Report how many lines of the entries below contain the word "count", and nothing more.
Source records section start
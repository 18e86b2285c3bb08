//! # Product Repository
//!
//! Catalog rows joined with their inventory level.
//!
//! ```text
//! ┌───────────────────────┐        ┌──────────────────────────┐
//! │ products              │ 1    1 │ inventory                │
//! │ id, sku, barcode,     │───────►│ product_id, quantity,    │
//! │ name, price_paise     │        │ reserved                 │
//! └───────────────────────┘        └──────────────────────────┘
//!             │ LEFT JOIN → CatalogProduct { .., stock: StockLevel }
//!             ▼
//!   a product with no inventory row reads as 0 on hand
//! ```
//!
//! Every stock change outside a sale writes a `stock_movements` row in the
//! same transaction.

use chrono::Utc;
use sqlx::{SqliteConnection, SqlitePool};
use tracing::{debug, info};
use uuid::Uuid;

use crate::error::{DbError, DbResult};
use crate::repository::order::insert_movement;
use storefront_core::import::ProductImportRow;
use storefront_core::order::{MovementReason, StockMovement};
use storefront_core::CatalogProduct;

const SELECT_PRODUCT: &str = r#"
    SELECT
        p.id,
        p.sku,
        p.barcode,
        p.name,
        p.price_paise,
        p.is_active,
        COALESCE(i.quantity, 0) AS quantity,
        COALESCE(i.reserved, 0) AS reserved
    FROM products p
    LEFT JOIN inventory i ON i.product_id = p.id
"#;

/// Result of a catalog import.
#[derive(Debug, Clone, Copy, Default, PartialEq, Eq)]
pub struct ImportSummary {
    pub inserted: usize,
    pub updated: usize,
}

#[derive(Debug, Clone)]
pub struct ProductRepository {
    pool: SqlitePool,
}

impl ProductRepository {
    pub fn new(pool: SqlitePool) -> Self {
        ProductRepository { pool }
    }

    pub async fn get_by_id(&self, id: &str) -> DbResult<Option<CatalogProduct>> {
        let sql = format!("{SELECT_PRODUCT} WHERE p.id = ?1");
        let product = sqlx::query_as::<_, CatalogProduct>(&sql)
            .bind(id)
            .fetch_optional(&self.pool)
            .await?;

        Ok(product)
    }

    pub async fn get_by_sku(&self, sku: &str) -> DbResult<Option<CatalogProduct>> {
        let sql = format!("{SELECT_PRODUCT} WHERE p.sku = ?1");
        let product = sqlx::query_as::<_, CatalogProduct>(&sql)
            .bind(sku.trim())
            .fetch_optional(&self.pool)
            .await?;

        Ok(product)
    }

    /// Scanner lookup. Inactive products are not sellable and never match.
    pub async fn get_by_barcode(&self, barcode: &str) -> DbResult<Option<CatalogProduct>> {
        debug!(barcode = %barcode, "Looking up product by barcode");

        let sql = format!("{SELECT_PRODUCT} WHERE p.barcode = ?1 AND p.is_active = 1");
        let product = sqlx::query_as::<_, CatalogProduct>(&sql)
            .bind(barcode.trim())
            .fetch_optional(&self.pool)
            .await?;

        Ok(product)
    }

    /// Substring match over name, SKU and barcode. An empty query lists
    /// active products by name.
    pub async fn search(&self, query: &str, limit: u32) -> DbResult<Vec<CatalogProduct>> {
        let query = query.trim();
        debug!(query = %query, limit = %limit, "Searching products");

        let pattern = format!("%{}%", query.replace('%', "").replace('_', ""));
        let sql = format!(
            "{SELECT_PRODUCT}
             WHERE p.is_active = 1
               AND (?1 = '' OR p.name LIKE ?2 OR p.sku LIKE ?2 OR p.barcode LIKE ?2)
             ORDER BY p.name
             LIMIT ?3"
        );

        let products = sqlx::query_as::<_, CatalogProduct>(&sql)
            .bind(query)
            .bind(&pattern)
            .bind(limit)
            .fetch_all(&self.pool)
            .await?;

        debug!(count = products.len(), "Search returned products");
        Ok(products)
    }

    /// Inserts a product and its inventory row.
    ///
    /// `Err(UniqueViolation)` when the SKU already exists.
    pub async fn insert(&self, row: &ProductImportRow) -> DbResult<CatalogProduct> {
        debug!(sku = %row.sku, "Inserting product");

        let id = Uuid::new_v4().to_string();
        let mut tx = self.pool.begin().await?;

        insert_product(&mut tx, &id, row).await?;
        write_inventory(&mut tx, &id, row.quantity).await?;
        if row.quantity != 0 {
            let movement =
                StockMovement::new(id.clone(), None, row.quantity, MovementReason::Import, Utc::now());
            insert_movement(&mut tx, &movement).await?;
        }

        tx.commit().await?;

        self.get_by_id(&id)
            .await?
            .ok_or_else(|| DbError::not_found("Product", id))
    }

    /// Inserts new SKUs and updates existing ones in one transaction.
    ///
    /// Imported quantity replaces the on-hand count; the difference is logged
    /// as an import movement.
    pub async fn import(&self, rows: &[ProductImportRow]) -> DbResult<ImportSummary> {
        let mut summary = ImportSummary::default();
        let mut tx = self.pool.begin().await?;
        let now = Utc::now();

        for row in rows {
            let existing: Option<String> = sqlx::query_scalar("SELECT id FROM products WHERE sku = ?1")
                .bind(&row.sku)
                .fetch_optional(&mut *tx)
                .await?;

            let (id, previous) = match existing {
                Some(id) => {
                    sqlx::query(
                        r#"
                        UPDATE products SET
                            name = ?2,
                            barcode = ?3,
                            price_paise = ?4,
                            is_active = 1,
                            updated_at = ?5
                        WHERE id = ?1
                        "#,
                    )
                    .bind(&id)
                    .bind(&row.name)
                    .bind(&row.barcode)
                    .bind(row.price_paise)
                    .bind(now)
                    .execute(&mut *tx)
                    .await?;

                    let previous: i64 =
                        sqlx::query_scalar("SELECT quantity FROM inventory WHERE product_id = ?1")
                            .bind(&id)
                            .fetch_optional(&mut *tx)
                            .await?
                            .unwrap_or(0);

                    summary.updated += 1;
                    (id, previous)
                }
                None => {
                    let id = Uuid::new_v4().to_string();
                    insert_product(&mut tx, &id, row).await?;
                    summary.inserted += 1;
                    (id, 0)
                }
            };

            write_inventory(&mut tx, &id, row.quantity).await?;

            let delta = row.quantity - previous;
            if delta != 0 {
                let movement = StockMovement::new(id, None, delta, MovementReason::Import, now);
                insert_movement(&mut tx, &movement).await?;
            }
        }

        tx.commit().await?;

        info!(
            inserted = summary.inserted,
            updated = summary.updated,
            "Catalog import committed"
        );
        Ok(summary)
    }

    /// Moves on-hand stock by `delta` (manual count correction).
    pub async fn adjust_stock(&self, id: &str, delta: i64) -> DbResult<()> {
        debug!(id = %id, delta = %delta, "Adjusting stock");

        let mut tx = self.pool.begin().await?;

        let result = sqlx::query(
            "UPDATE inventory SET quantity = quantity + ?2, updated_at = ?3 WHERE product_id = ?1",
        )
        .bind(id)
        .bind(delta)
        .bind(Utc::now())
        .execute(&mut *tx)
        .await?;

        if result.rows_affected() == 0 {
            return Err(DbError::not_found("Inventory", id));
        }

        let movement = StockMovement::new(id, None, delta, MovementReason::Adjustment, Utc::now());
        insert_movement(&mut tx, &movement).await?;

        tx.commit().await?;
        Ok(())
    }

    /// Sets units held for in-flight online orders.
    pub async fn set_reserved(&self, id: &str, reserved: i64) -> DbResult<()> {
        let result = sqlx::query(
            "UPDATE inventory SET reserved = ?2, updated_at = ?3 WHERE product_id = ?1",
        )
        .bind(id)
        .bind(reserved)
        .bind(Utc::now())
        .execute(&self.pool)
        .await?;

        if result.rows_affected() == 0 {
            return Err(DbError::not_found("Inventory", id));
        }
        Ok(())
    }

    pub async fn deactivate(&self, id: &str) -> DbResult<()> {
        let result = sqlx::query("UPDATE products SET is_active = 0, updated_at = ?2 WHERE id = ?1")
            .bind(id)
            .bind(Utc::now())
            .execute(&self.pool)
            .await?;

        if result.rows_affected() == 0 {
            return Err(DbError::not_found("Product", id));
        }
        Ok(())
    }

    /// Active products.
    pub async fn count(&self) -> DbResult<i64> {
        let count: i64 = sqlx::query_scalar("SELECT COUNT(*) FROM products WHERE is_active = 1")
            .fetch_one(&self.pool)
            .await?;
        Ok(count)
    }
}

async fn insert_product(conn: &mut SqliteConnection, id: &str, row: &ProductImportRow) -> DbResult<()> {
    let now = Utc::now();

    sqlx::query(
        r#"
        INSERT INTO products (id, sku, barcode, name, price_paise, is_active, created_at, updated_at)
        VALUES (?1, ?2, ?3, ?4, ?5, 1, ?6, ?6)
        "#,
    )
    .bind(id)
    .bind(&row.sku)
    .bind(&row.barcode)
    .bind(&row.name)
    .bind(row.price_paise)
    .bind(now)
    .execute(&mut *conn)
    .await
    .map_err(|e| match DbError::from(e) {
        DbError::UniqueViolation { field, .. } => DbError::duplicate(field, row.sku.clone()),
        other => other,
    })?;

    Ok(())
}

async fn write_inventory(conn: &mut SqliteConnection, product_id: &str, quantity: i64) -> DbResult<()> {
    sqlx::query(
        r#"
        INSERT INTO inventory (product_id, quantity, reserved, updated_at)
        VALUES (?1, ?2, 0, ?3)
        ON CONFLICT (product_id) DO UPDATE SET
            quantity = excluded.quantity,
            updated_at = excluded.updated_at
        "#,
    )
    .bind(product_id)
    .bind(quantity)
    .bind(Utc::now())
    .execute(&mut *conn)
    .await?;

    Ok(())
}

// =============================================================================
// Unit Tests
// =============================================================================

#[cfg(test)]
pub(crate) mod tests {
    use super::*;
    use crate::{Database, DbConfig};

    pub(crate) fn row(sku: &str, name: &str, price_paise: i64, quantity: i64) -> ProductImportRow {
        ProductImportRow {
            sku: sku.to_string(),
            name: name.to_string(),
            price_paise,
            barcode: Some(format!("8901{}", sku.len())),
            quantity,
        }
    }

    async fn db() -> Database {
        Database::new(DbConfig::in_memory()).await.unwrap()
    }

    #[tokio::test]
    async fn test_insert_and_lookup() {
        let db = db().await;
        let repo = db.products();

        let product = repo.insert(&row("ATTA-5KG", "Atta 5kg", 28_900, 40)).await.unwrap();
        assert_eq!(product.stock.quantity, 40);
        assert_eq!(product.available(), 40);

        let by_sku = repo.get_by_sku("ATTA-5KG").await.unwrap().unwrap();
        assert_eq!(by_sku.id, product.id);

        let barcode = product.barcode.clone().unwrap();
        assert!(repo.get_by_barcode(&barcode).await.unwrap().is_some());
        assert!(repo.get_by_id("missing").await.unwrap().is_none());
    }

    #[tokio::test]
    async fn test_duplicate_sku_is_rejected() {
        let db = db().await;
        let repo = db.products();

        repo.insert(&row("DAL-1KG", "Toor Dal", 16_500, 5)).await.unwrap();
        let err = repo.insert(&row("DAL-1KG", "Other", 100, 1)).await.unwrap_err();

        assert!(matches!(err, DbError::UniqueViolation { .. }));
        assert_eq!(repo.count().await.unwrap(), 1);
    }

    #[tokio::test]
    async fn test_search_matches_name_and_sku() {
        let db = db().await;
        let repo = db.products();
        repo.insert(&row("RICE-BAS", "Basmati Rice", 45_000, 3)).await.unwrap();
        repo.insert(&row("RICE-SON", "Sona Masoori Rice", 38_000, 3)).await.unwrap();
        repo.insert(&row("SALT-1KG", "Tata Salt", 2_800, 3)).await.unwrap();

        assert_eq!(repo.search("rice", 10).await.unwrap().len(), 2);
        assert_eq!(repo.search("SALT", 10).await.unwrap().len(), 1);
        assert_eq!(repo.search("", 2).await.unwrap().len(), 2);
    }

    #[tokio::test]
    async fn test_reserved_reduces_available() {
        let db = db().await;
        let repo = db.products();
        let product = repo.insert(&row("OIL-1L", "Sunflower Oil", 18_000, 10)).await.unwrap();

        repo.set_reserved(&product.id, 7).await.unwrap();
        let product = repo.get_by_id(&product.id).await.unwrap().unwrap();
        assert_eq!(product.available(), 3);
    }

    #[tokio::test]
    async fn test_import_upserts_and_logs_movements() {
        let db = db().await;
        let repo = db.products();
        repo.insert(&row("TEA-250", "Tea 250g", 14_000, 10)).await.unwrap();

        let summary = repo
            .import(&[row("TEA-250", "Assam Tea 250g", 15_000, 25), row("SUGAR-1KG", "Sugar", 4_500, 12)])
            .await
            .unwrap();

        assert_eq!(summary, ImportSummary { inserted: 1, updated: 1 });

        let tea = repo.get_by_sku("TEA-250").await.unwrap().unwrap();
        assert_eq!(tea.name, "Assam Tea 250g");
        assert_eq!(tea.price_paise, 15_000);
        assert_eq!(tea.stock.quantity, 25);

        let movements = db.orders().movements_for_product(&tea.id).await.unwrap();
        let deltas: Vec<i64> = movements.iter().map(|m| m.quantity_delta).collect();
        assert_eq!(deltas, vec![10, 15]);
    }

    #[tokio::test]
    async fn test_adjust_and_deactivate() {
        let db = db().await;
        let repo = db.products();
        let product = repo.insert(&row("SOAP", "Soap", 4_000, 5)).await.unwrap();

        repo.adjust_stock(&product.id, -2).await.unwrap();
        assert_eq!(repo.get_by_id(&product.id).await.unwrap().unwrap().stock.quantity, 3);

        repo.deactivate(&product.id).await.unwrap();
        let barcode = product.barcode.unwrap();
        assert!(repo.get_by_barcode(&barcode).await.unwrap().is_none());
        assert!(matches!(
            repo.adjust_stock("missing", 1).await,
            Err(DbError::NotFound { .. })
        ));
    }
}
Source records section end
▶ **Written response**: 7